* WHAT YOU WILL DO *
Beneath this line is the data. Output exactly the lines from the line with "result.files_checked" to the line with "else if result.fixable_count()", both ends included, and nothing more.

= = =

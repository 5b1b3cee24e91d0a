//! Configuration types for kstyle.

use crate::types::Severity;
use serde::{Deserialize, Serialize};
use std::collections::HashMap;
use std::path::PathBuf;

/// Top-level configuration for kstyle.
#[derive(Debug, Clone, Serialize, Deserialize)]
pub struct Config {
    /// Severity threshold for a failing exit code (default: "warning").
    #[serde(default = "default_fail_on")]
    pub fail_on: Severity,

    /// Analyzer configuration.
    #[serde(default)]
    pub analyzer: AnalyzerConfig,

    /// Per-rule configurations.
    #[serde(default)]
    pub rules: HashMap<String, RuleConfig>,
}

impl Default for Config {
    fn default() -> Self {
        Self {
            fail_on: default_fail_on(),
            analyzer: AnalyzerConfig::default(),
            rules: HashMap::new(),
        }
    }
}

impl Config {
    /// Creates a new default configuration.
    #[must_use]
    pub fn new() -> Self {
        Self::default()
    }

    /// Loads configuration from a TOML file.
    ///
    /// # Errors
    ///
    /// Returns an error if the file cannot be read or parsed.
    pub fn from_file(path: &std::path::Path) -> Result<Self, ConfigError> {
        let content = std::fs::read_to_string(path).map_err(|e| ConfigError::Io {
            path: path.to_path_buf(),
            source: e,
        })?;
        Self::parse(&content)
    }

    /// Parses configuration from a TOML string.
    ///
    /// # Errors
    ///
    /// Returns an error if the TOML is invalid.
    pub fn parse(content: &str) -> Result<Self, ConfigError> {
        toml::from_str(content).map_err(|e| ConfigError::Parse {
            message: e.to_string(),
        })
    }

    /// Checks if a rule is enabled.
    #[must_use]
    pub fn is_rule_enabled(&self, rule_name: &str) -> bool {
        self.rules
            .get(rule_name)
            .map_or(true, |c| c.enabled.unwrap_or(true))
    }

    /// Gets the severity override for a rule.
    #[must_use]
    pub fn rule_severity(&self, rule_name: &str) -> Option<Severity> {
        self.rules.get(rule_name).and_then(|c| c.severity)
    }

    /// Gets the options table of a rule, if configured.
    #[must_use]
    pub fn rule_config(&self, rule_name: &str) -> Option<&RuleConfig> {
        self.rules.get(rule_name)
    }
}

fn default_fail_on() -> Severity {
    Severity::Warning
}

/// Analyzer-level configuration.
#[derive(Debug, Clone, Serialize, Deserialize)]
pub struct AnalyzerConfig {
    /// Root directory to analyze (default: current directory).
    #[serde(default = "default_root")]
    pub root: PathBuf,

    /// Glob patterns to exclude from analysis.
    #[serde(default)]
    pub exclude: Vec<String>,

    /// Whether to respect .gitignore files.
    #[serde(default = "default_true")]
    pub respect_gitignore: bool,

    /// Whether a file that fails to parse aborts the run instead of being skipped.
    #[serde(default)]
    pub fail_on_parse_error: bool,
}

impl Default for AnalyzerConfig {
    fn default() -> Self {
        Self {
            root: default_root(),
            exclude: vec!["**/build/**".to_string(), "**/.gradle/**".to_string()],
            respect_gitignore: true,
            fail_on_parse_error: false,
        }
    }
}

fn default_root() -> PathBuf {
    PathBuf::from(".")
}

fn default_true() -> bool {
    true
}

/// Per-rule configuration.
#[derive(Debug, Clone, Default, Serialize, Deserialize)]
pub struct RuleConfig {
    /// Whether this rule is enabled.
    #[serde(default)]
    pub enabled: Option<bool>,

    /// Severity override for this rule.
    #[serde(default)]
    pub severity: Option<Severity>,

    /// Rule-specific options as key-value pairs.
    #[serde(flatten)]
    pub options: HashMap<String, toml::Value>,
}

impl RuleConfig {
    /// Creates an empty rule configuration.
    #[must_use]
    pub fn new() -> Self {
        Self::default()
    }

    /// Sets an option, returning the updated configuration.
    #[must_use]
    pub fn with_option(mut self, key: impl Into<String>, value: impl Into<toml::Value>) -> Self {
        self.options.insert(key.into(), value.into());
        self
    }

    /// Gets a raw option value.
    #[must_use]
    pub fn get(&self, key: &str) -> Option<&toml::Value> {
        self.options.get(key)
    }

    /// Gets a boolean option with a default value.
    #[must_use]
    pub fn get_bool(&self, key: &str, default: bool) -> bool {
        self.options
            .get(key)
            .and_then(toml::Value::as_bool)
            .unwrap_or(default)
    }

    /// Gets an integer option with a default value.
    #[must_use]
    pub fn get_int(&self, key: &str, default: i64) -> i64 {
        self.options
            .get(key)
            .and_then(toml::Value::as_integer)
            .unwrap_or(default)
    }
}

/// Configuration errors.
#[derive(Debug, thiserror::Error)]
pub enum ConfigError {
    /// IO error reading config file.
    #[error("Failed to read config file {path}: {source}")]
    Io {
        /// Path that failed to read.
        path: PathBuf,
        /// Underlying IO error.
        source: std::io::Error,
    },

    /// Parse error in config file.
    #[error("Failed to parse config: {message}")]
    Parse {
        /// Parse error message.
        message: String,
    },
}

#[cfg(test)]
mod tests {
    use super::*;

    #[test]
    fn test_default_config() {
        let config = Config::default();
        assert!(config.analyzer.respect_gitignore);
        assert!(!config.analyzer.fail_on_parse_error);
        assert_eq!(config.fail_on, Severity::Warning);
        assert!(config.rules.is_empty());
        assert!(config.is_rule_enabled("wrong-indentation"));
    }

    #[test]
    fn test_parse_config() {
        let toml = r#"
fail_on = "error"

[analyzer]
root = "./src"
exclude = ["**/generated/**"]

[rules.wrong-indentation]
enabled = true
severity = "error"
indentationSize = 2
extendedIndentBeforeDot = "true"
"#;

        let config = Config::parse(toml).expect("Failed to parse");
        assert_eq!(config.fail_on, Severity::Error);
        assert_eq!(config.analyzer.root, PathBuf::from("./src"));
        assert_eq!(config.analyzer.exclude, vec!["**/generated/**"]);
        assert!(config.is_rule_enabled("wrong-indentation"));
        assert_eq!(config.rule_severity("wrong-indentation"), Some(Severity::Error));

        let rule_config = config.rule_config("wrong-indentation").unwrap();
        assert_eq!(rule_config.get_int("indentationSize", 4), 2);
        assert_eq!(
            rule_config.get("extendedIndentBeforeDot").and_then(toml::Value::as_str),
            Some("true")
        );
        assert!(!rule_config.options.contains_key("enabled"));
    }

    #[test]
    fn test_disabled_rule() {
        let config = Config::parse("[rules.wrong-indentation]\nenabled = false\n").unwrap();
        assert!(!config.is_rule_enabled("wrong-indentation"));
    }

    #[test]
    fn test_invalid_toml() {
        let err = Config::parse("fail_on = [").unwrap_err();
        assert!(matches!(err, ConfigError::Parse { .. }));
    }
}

= = =

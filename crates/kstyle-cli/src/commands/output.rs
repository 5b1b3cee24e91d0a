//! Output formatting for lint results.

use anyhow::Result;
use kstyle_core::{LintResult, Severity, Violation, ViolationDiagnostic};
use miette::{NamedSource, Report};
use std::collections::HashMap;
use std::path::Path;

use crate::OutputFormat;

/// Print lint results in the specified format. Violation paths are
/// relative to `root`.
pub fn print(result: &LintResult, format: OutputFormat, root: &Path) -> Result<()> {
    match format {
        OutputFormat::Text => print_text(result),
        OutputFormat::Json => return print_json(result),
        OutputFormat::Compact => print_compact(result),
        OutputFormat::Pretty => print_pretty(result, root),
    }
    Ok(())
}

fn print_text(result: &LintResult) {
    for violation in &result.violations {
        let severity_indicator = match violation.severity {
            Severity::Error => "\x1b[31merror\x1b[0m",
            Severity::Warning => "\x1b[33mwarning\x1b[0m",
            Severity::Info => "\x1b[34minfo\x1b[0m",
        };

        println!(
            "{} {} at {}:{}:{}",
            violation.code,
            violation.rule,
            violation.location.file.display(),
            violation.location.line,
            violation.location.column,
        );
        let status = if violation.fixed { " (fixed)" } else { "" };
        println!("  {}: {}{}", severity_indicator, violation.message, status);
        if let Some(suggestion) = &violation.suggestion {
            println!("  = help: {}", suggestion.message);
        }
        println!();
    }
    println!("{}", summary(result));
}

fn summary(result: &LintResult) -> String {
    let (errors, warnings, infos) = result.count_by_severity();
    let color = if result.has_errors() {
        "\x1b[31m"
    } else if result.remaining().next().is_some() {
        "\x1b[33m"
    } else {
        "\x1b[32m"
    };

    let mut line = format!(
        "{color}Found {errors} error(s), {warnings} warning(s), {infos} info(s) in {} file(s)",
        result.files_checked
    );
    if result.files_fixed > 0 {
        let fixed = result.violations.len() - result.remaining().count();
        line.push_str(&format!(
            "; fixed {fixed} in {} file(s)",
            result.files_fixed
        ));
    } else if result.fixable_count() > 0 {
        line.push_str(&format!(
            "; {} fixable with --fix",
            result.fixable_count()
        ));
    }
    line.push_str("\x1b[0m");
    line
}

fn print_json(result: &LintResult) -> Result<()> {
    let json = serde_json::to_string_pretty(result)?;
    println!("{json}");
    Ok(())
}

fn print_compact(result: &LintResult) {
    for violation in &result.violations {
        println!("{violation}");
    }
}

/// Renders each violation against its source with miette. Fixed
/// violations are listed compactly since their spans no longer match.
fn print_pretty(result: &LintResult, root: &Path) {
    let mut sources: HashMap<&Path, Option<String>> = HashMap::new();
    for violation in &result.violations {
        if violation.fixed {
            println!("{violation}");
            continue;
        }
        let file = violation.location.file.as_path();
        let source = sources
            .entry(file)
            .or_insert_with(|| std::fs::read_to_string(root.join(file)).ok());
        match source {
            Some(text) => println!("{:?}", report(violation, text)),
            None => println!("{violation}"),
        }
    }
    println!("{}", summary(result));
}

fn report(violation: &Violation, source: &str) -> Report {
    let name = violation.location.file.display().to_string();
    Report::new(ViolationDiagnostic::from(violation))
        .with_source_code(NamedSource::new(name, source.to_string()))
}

= = =

* TASK ANSWER *
        result.files_checked
    );
    if result.files_fixed > 0 {
        let fixed = result.violations.len() - result.remaining().count();
        line.push_str(&format!(
            "; fixed {fixed} in {} file(s)",
            result.files_fixed
        ));
    } else if result.fixable_count() > 0 {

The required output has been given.